Wednesday, October 27, 2010

Marshall Chapman Discusses Willie Nelson

Something good happened at the Southern Festival of Books on October 9, 2010. I got to meet someone whose work I’ve long admired, Marshall Chapman. She, to me, is the epitome of a true Southern belle. Stylish in her own right, she never makes a fashion faux pas in denim and pearls. I don’t want to come off as a gushing fan, but, oh well, what can I say? I am a fan.

During her 3 p.m. session at the War Memorial Auditorium in Nashville, I had the pleasure of being her water girl. She was about three-quarters of the way through her presentation for her new book, They Came to Nashville (Vanderbilt University Press), and her voice was beginning to give a little. “Didn’t anybody think to give us any water up here?” she asked rhetorically. I did a quick bag check, and saw I had an extra bottle so I ran up to the stage and handed it to Jill McCorkle, who had introduced Marshall and was moderating the session. She gave it to Marshall.

Later, when my friend Sue and I were getting our books signed, Marshall asked to whom she should sign my book, which Sue had kindly bought me as a gift. I held up my badge, since I, too, had spoken at an earlier session, and to my surprise she said, “Eileen Sisk. I know that name! You wrote the book on Buck Owens!” I answered in the affirmative and pointed out that the same photographer, Anthony Scarlati, had taken our photographs for our respective book jackets.

To tell you I was thrilled that Marshall Chapman knew who I was would be a gross understatement. I told her I was the one who had taken her the water and she said, “Ah, you know how it is then.” Oh yeah, I know. Nothing like having your mouth get dry or your voice waver and crack when you are supposed to be at your best.

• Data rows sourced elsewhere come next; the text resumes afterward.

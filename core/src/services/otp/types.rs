//! Types for OTP ledger results

use chrono::{DateTime, Utc};

use crate::domain::entities::challenge::{ChallengeId, OneTimeCode};

/// Result of issuing a challenge
///
/// Carries the plaintext code so the caller can hand it to the
/// notification sink; the ledger itself keeps only the digest.
#[derive(Debug, Clone)]
pub struct IssuedCode {
    /// Identifier the client will present on verification
    pub challenge_id: ChallengeId,
    /// Plaintext one-time code
    pub code: OneTimeCode,
    /// Issue instant
    pub created_at: DateTime<Utc>,
    /// Expiry instant
    pub expires_at: DateTime<Utc>,
}

impl IssuedCode {
    /// Whole seconds between issue and expiry
    pub fn expires_in_seconds(&self) -> i64 {
        (self.expires_at - self.created_at).num_seconds()
    }
}

/// Result of a successful verification
#[derive(Debug, Clone, PartialEq, Eq)]
pub struct VerifiedChallenge {
    /// Consumed challenge
    pub challenge_id: ChallengeId,
    /// Mobile number the challenge was bound to
    pub subject: String,
    /// Attempts used, including the successful one
    pub attempts: u32,
    /// Verification instant
    pub verified_at: DateTime<Utc>,
}

/// Outcome of a sweep pass
#[derive(Debug, Default, Clone, Copy, PartialEq, Eq)]
pub struct SweepResult {
    /// Records dropped after their retention window
    pub removed: usize,
    /// Records left in the ledger
    pub remaining: usize,
}
//! Authentication route handlers
//!
//! - `POST /api/v1/auth/send-otp` issues a one-time code
//! - `POST /api/v1/auth/verify-otp` checks it and signs the user in

pub mod send_otp;
pub mod verify_otp;

use std::sync::Arc;

use nest_core::repositories::UserRepository;
use nest_core::services::{AuthService, NotificationSink};

/// Application state that holds shared services
pub struct AppState<U, N>
where
    U: UserRepository,
    N: NotificationSink,
{
    pub auth_service: Arc<AuthService<U, N>>,
}

impl<U, N> AppState<U, N>
where
    U: UserRepository,
    N: NotificationSink,
{
    pub fn new(auth_service: Arc<AuthService<U, N>>) -> Self {
        Self { auth_service }
    }
}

After Sue and I thanked her for her work and signing our books, I wanted to see what Marshall had inscribed in my book. I took it out and this is what it said:

For Eileen –

Thanks for the water!

– Love on!

Marshall Chapman

Here’s a snippet of Marshall in action at her session:

Wednesday, September 15, 2010

Cinnabooks

When I was a little girl growing up in Las Vegas, my enterprising mother used to get up at 4 a.m. and cook a hearty breakfast of scrambled eggs, fried potatoes, toast, and Sanka for my electrician father. She also would bake a gigantic batch of cinnamon rolls, which she would pack up in a box lined with wax paper, and put in the trunk of her old green Studebaker.

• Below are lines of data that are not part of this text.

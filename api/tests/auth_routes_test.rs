//! Integration tests for the send-otp and verify-otp endpoints

use std::sync::Arc;

use actix_web::{
    http::{header, StatusCode},
    test, web,
};
use chrono::{Duration, TimeZone, Utc};
use serde_json::{json, Value};

use nest_api::app::create_app;
use nest_api::routes::AppState;
use nest_core::repositories::UserRepository;
use nest_core::services::{
    AuthService, AuthServiceConfig, CodeDigester, ManualClock, OtpLedger, OtpLedgerConfig,
    TokenService, TokenServiceConfig,
};
use nest_infra::{ConsoleDelivery, ConsoleSmsService, InMemoryUserRepository, SmsNotificationSink};

type TestState = AppState<InMemoryUserRepository, SmsNotificationSink<ConsoleSmsService>>;

const MOBILE: &str = "9998887777";
const SEND_OTP: &str = "/api/v1/auth/send-otp";
const VERIFY_OTP: &str = "/api/v1/auth/verify-otp";

struct Harness {
    state: web::Data<TestState>,
    clock: Arc<ManualClock>,
    users: Arc<InMemoryUserRepository>,
    tokens: Arc<TokenService>,
}

fn harness(echo_code_in_response: bool) -> Harness {
    let clock = Arc::new(ManualClock::new(
        Utc.with_ymd_and_hms(2026, 3, 1, 9, 0, 0).unwrap(),
    ));
    let users = Arc::new(InMemoryUserRepository::new());
    let ledger = Arc::new(OtpLedger::with_clock(
        OtpLedgerConfig::default(),
        CodeDigester::new(b"api-route-tests-hmac-key-0123456").unwrap(),
        clock.clone(),
    ));
    let tokens = Arc::new(
        TokenService::new(TokenServiceConfig::new("api-route-tests-jwt-secret-0123")).unwrap(),
    );
    let auth_service = Arc::new(AuthService::new(
        users.clone(),
        Arc::new(SmsNotificationSink::new(ConsoleSmsService::new(
            ConsoleDelivery::Suppress,
        ))),
        ledger,
        tokens.clone(),
        AuthServiceConfig {
            echo_code_in_response,
        },
    ));

    Harness {
        state: web::Data::new(AppState::new(auth_service)),
        clock,
        users,
        tokens,
    }
}

fn send_request(mobile: &str) -> test::TestRequest {
    test::TestRequest::post()
        .uri(SEND_OTP)
        .set_json(json!({ "mobile": mobile }))
}

fn verify_request(request_id: &str, mobile: &str, otp: &str) -> test::TestRequest {
    test::TestRequest::post()
        .uri(VERIFY_OTP)
        .set_json(json!({ "request_id": request_id, "mobile": mobile, "otp": otp }))
}

fn other_code(code: &str) -> String {
    let value: u32 = code.parse().unwrap();
    format!("{:04}", (value + 1) % 10_000)
}

#[actix_web::test]
async fn test_send_otp_returns_created() {
    let h = harness(true);
    let app = test::init_service(create_app(h.state.clone())).await;

    let resp = test::call_service(&app, send_request(MOBILE).to_request()).await;
    assert_eq!(resp.status(), StatusCode::CREATED);

    let body: Value = test::read_body_json(resp).await;
    let request_id = body["request_id"].as_str().unwrap();
    assert_eq!(request_id.len(), 32);
    assert!(request_id.chars().all(|c| c.is_ascii_hexdigit()));
    assert_eq!(body["message"], "Verification code has been sent to your phone.");
    assert_eq!(body["expires_in"], 300);

    let dev_code = body["dev_code"].as_str().unwrap();
    assert_eq!(dev_code.len(), 4);
    assert!(dev_code.chars().all(|c| c.is_ascii_digit()));
}

#[actix_web::test]
async fn test_send_otp_hides_code_without_echo() {
    let h = harness(false);
    let app = test::init_service(create_app(h.state.clone())).await;

    let resp = test::call_service(&app, send_request(MOBILE).to_request()).await;
    assert_eq!(resp.status(), StatusCode::CREATED);

    let body: Value = test::read_body_json(resp).await;
    assert!(body.get("dev_code").is_none());
}

#[actix_web::test]
async fn test_send_otp_rejects_invalid_mobile() {
    let h = harness(true);
    let app = test::init_service(create_app(h.state.clone())).await;

    for mobile in ["5998887777", "99988877", "+919998887777"] {
        let resp = test::call_service(&app, send_request(mobile).to_request()).await;
        assert_eq!(resp.status(), StatusCode::BAD_REQUEST);

        let body: Value = test::read_body_json(resp).await;
        assert_eq!(body["error"], "INVALID_MOBILE");
        assert_eq!(
            body["message"],
            "Please enter a valid 10-digit Indian mobile number."
        );
    }
}

#[actix_web::test]
async fn test_malformed_body_is_bad_request() {
    let h = harness(true);
    let app = test::init_service(create_app(h.state.clone())).await;

    let req = test::TestRequest::post()
        .uri(SEND_OTP)
        .insert_header((header::CONTENT_TYPE, "application/json"))
        .set_payload("{\"mobile\":")
        .to_request();
    let resp = test::call_service(&app, req).await;
    assert_eq!(resp.status(), StatusCode::BAD_REQUEST);

    let body: Value = test::read_body_json(resp).await;
    assert_eq!(body["error"], "VALIDATION_ERROR");
}

#[actix_web::test]
async fn test_send_otp_rate_limited_after_three() {
    let h = harness(true);
    let app = test::init_service(create_app(h.state.clone())).await;

    for _ in 0..3 {
        let resp = test::call_service(&app, send_request(MOBILE).to_request()).await;
        assert_eq!(resp.status(), StatusCode::CREATED);
    }

    let resp = test::call_service(&app, send_request(MOBILE).to_request()).await;
    assert_eq!(resp.status(), StatusCode::TOO_MANY_REQUESTS);
    assert_eq!(resp.headers().get(header::RETRY_AFTER).unwrap(), "300");

    let body: Value = test::read_body_json(resp).await;
    assert_eq!(body["error"], "TOO_MANY_REQUESTS");
    assert_eq!(body["details"]["retry_after_seconds"], 300);
    assert_eq!(body["details"]["limit"], 3);

    // Another number is unaffected
    let resp = test::call_service(&app, send_request("8887776666").to_request()).await;
    assert_eq!(resp.status(), StatusCode::CREATED);
}

#[actix_web::test]
async fn test_rate_limit_lifts_after_expiry() {
    let h = harness(true);
    let app = test::init_service(create_app(h.state.clone())).await;

    for _ in 0..3 {
        test::call_service(&app, send_request(MOBILE).to_request()).await;
    }
    h.clock.advance(Duration::minutes(6));

    let resp = test::call_service(&app, send_request(MOBILE).to_request()).await;
    assert_eq!(resp.status(), StatusCode::CREATED);
}

#[actix_web::test]
async fn test_verify_otp_signs_in_once() {
    let h = harness(true);
    let app = test::init_service(create_app(h.state.clone())).await;

    let body: Value =
        test::read_body_json(test::call_service(&app, send_request(MOBILE).to_request()).await).await;
    let request_id = body["request_id"].as_str().unwrap().to_string();
    let code = body["dev_code"].as_str().unwrap().to_string();

    let resp = test::call_service(&app, verify_request(&request_id, MOBILE, &code).to_request()).await;
    assert_eq!(resp.status(), StatusCode::OK);

    let body: Value = test::read_body_json(resp).await;
    assert_eq!(body["success"], true);
    assert_eq!(body["message"], "OTP verified successfully.");
    assert_eq!(body["token_type"], "bearer");
    assert_eq!(body["expires_in"], 3600);
    assert_eq!(body["user"]["mobile"], MOBILE);
    assert_eq!(body["user"]["is_new_user"], true);

    let claims = h
        .tokens
        .verify_access_token(body["access_token"].as_str().unwrap())
        .unwrap();
    assert_eq!(claims.sub, MOBILE);
    assert_eq!(h.users.count().await, 1);

    let resp = test::call_service(&app, verify_request(&request_id, MOBILE, &code).to_request()).await;
    assert_eq!(resp.status(), StatusCode::BAD_REQUEST);
    let body: Value = test::read_body_json(resp).await;
    assert_eq!(body["error"], "OTP_ALREADY_USED");
    assert_eq!(body["message"], "This code was already used.");
}

#[actix_web::test]
async fn test_second_sign_in_is_not_new_user() {
    let h = harness(true);
    let app = test::init_service(create_app(h.state.clone())).await;

    for expected_new in [true, false] {
        let body: Value =
            test::read_body_json(test::call_service(&app, send_request(MOBILE).to_request()).await).await;
        let request_id = body["request_id"].as_str().unwrap().to_string();
        let code = body["dev_code"].as_str().unwrap().to_string();

        let body: Value = test::read_body_json(
            test::call_service(&app, verify_request(&request_id, MOBILE, &code).to_request()).await,
        )
        .await;
        assert_eq!(body["user"]["is_new_user"], expected_new);
    }

    assert_eq!(h.users.count().await, 1);
}

#[actix_web::test]
async fn test_wrong_code_then_attempts_exceeded() {
    let h = harness(true);
    let app = test::init_service(create_app(h.state.clone())).await;

    let body: Value =
        test::read_body_json(test::call_service(&app, send_request(MOBILE).to_request()).await).await;
    let request_id = body["request_id"].as_str().unwrap().to_string();
    let code = body["dev_code"].as_str().unwrap().to_string();
    let wrong = other_code(&code);

    let resp = test::call_service(&app, verify_request(&request_id, MOBILE, &wrong).to_request()).await;
    assert_eq!(resp.status(), StatusCode::BAD_REQUEST);
    let body: Value = test::read_body_json(resp).await;
    assert_eq!(body["error"], "INCORRECT_CODE");
    assert_eq!(body["details"]["remaining_attempts"], 4);

    for _ in 0..4 {
        test::call_service(&app, verify_request(&request_id, MOBILE, &wrong).to_request()).await;
    }

    let resp = test::call_service(&app, verify_request(&request_id, MOBILE, &code).to_request()).await;
    assert_eq!(resp.status(), StatusCode::BAD_REQUEST);
    let body: Value = test::read_body_json(resp).await;
    assert_eq!(body["error"], "ATTEMPTS_EXCEEDED");
    assert_eq!(body["message"], "Maximum attempts exceeded. Request a new code.");
}

#[actix_web::test]
async fn test_verify_after_expiry() {
    let h = harness(true);
    let app = test::init_service(create_app(h.state.clone())).await;

    let body: Value =
        test::read_body_json(test::call_service(&app, send_request(MOBILE).to_request()).await).await;
    let request_id = body["request_id"].as_str().unwrap().to_string();
    let code = body["dev_code"].as_str().unwrap().to_string();

    h.clock.advance(Duration::minutes(5) + Duration::seconds(1));

    let resp = test::call_service(&app, verify_request(&request_id, MOBILE, &code).to_request()).await;
    assert_eq!(resp.status(), StatusCode::BAD_REQUEST);
    let body: Value = test::read_body_json(resp).await;
    assert_eq!(body["error"], "OTP_EXPIRED");
    assert_eq!(body["message"], "OTP expired. Tap Resend to get a new code.");
}

#[actix_web::test]
async fn test_verify_unknown_or_mismatched_challenge() {
    let h = harness(true);
    let app = test::init_service(create_app(h.state.clone())).await;

    let body: Value =
        test::read_body_json(test::call_service(&app, send_request(MOBILE).to_request()).await).await;
    let request_id = body["request_id"].as_str().unwrap().to_string();
    let code = body["dev_code"].as_str().unwrap().to_string();

    let resp = test::call_service(&app, verify_request(&request_id, "8887776666", &code).to_request()).await;
    assert_eq!(resp.status(), StatusCode::BAD_REQUEST);
    let body: Value = test::read_body_json(resp).await;
    assert_eq!(body["error"], "SUBJECT_MISMATCH");
    assert_eq!(body["message"], "Invalid request or mobile number.");

    let resp = test::call_service(
        &app,
        verify_request("00000000000000000000000000000000", MOBILE, &code).to_request(),
    )
    .await;
    assert_eq!(resp.status(), StatusCode::BAD_REQUEST);
    let body: Value = test::read_body_json(resp).await;
    assert_eq!(body["error"], "CHALLENGE_NOT_FOUND");

    // The mismatch did not consume the challenge
    let resp = test::call_service(&app, verify_request(&request_id, MOBILE, &code).to_request()).await;
    assert_eq!(resp.status(), StatusCode::OK);
}

#[actix_web::test]
async fn test_verify_rejects_malformed_fields() {
    let h = harness(true);
    let app = test::init_service(create_app(h.state.clone())).await;

    let resp = test::call_service(&app, verify_request("abc", MOBILE, "12a4").to_request()).await;
    assert_eq!(resp.status(), StatusCode::BAD_REQUEST);
    let body: Value = test::read_body_json(resp).await;
    assert_eq!(body["error"], "VALIDATION_ERROR");
    assert_eq!(body["message"], "OTP must be a 4-digit numeric code.");
    assert_eq!(body["details"]["fields"], json!(["otp"]));

    let resp = test::call_service(&app, verify_request("", MOBILE, "1234").to_request()).await;
    assert_eq!(resp.status(), StatusCode::BAD_REQUEST);
    let body: Value = test::read_body_json(resp).await;
    assert_eq!(body["details"]["fields"], json!(["request_id"]));
}

#[actix_web::test]
async fn test_inactive_user_is_forbidden() {
    let h = harness(true);
    let app = test::init_service(create_app(h.state.clone())).await;

    let mut user = h.users.upsert_login(MOBILE).await.unwrap().user;
    user.deactivate();
    h.users.update(user).await.unwrap();

    let body: Value =
        test::read_body_json(test::call_service(&app, send_request(MOBILE).to_request()).await).await;
    let request_id = body["request_id"].as_str().unwrap().to_string();
    let code = body["dev_code"].as_str().unwrap().to_string();

    let resp = test::call_service(&app, verify_request(&request_id, MOBILE, &code).to_request()).await;
    assert_eq!(resp.status(), StatusCode::FORBIDDEN);
    let body: Value = test::read_body_json(resp).await;
    assert_eq!(body["error"], "USER_INACTIVE");
}

#[actix_web::test]
async fn test_health_and_not_found() {
    let h = harness(false);
    let app = test::init_service(create_app(h.state.clone())).await;

    let resp = test::call_service(&app, test::TestRequest::get().uri("/health").to_request()).await;
    assert_eq!(resp.status(), StatusCode::OK);
    let body: Value = test::read_body_json(resp).await;
    assert_eq!(body["status"], "healthy");

    let resp = test::call_service(
        &app,
        test::TestRequest::get().uri("/api/v1/unknown").to_request(),
    )
    .await;
    assert_eq!(resp.status(), StatusCode::NOT_FOUND);
    let body: Value = test::read_body_json(resp).await;
    assert_eq!(body["error"], "NOT_FOUND");
}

Then she would pile us kids in the backseat and drive downtown to JC Penney, her favorite store. Before we went inside, she would stick a few fresh rolls wrapped in napkins her pocketbook. Then, as soon as the store opened at 9 a.m., we would trail after her like baby ducklings, whereupon we’d go from the first floor to the second floor hitting each department in the store, the divine odor of her warm cinnamon rolls wafting everywhere we went. Inevitably, someone would approach us and say, “What is that wonderful smell?!”

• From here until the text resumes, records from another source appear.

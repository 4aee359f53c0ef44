// Library exports for the binary and the HTTP tests

pub mod app;
pub mod config;
pub mod dto;
pub mod handlers;
pub mod routes;
pub mod telemetry;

That was all the encouragement my mother needed. She would open her pocketbook and show off her lovely rolls to inquisitive shoppers. “I have a whole trunk full of these outside in my car if you’d like to buy some,” she’d say.

Then she would go outside where the car was parked and sell the entire batch of rolls in about 15 minutes or less, then her purse would be filled with shopping money instead of buns.

The other day I loaded a box of copies of my new book, BUCK OWENS: The Biography, into the back of my car. Now when I am out and someone strikes up a conversation with me, the talk always seems to turn to my book and someone inevitably says, “I need to buy a copy.” That is my opener to say: “I just happen to have some out in my car if you’d like a signed first edition.”

The first time the words came out of my mouth, I realized I am my mother’s daughter.

Friday, July 30, 2010

I Got Groped at the Ernest Tubb Record Shop

Something strange happened to me today at the Ernest Tubb Record Shop on Lower Broadway in Nashville.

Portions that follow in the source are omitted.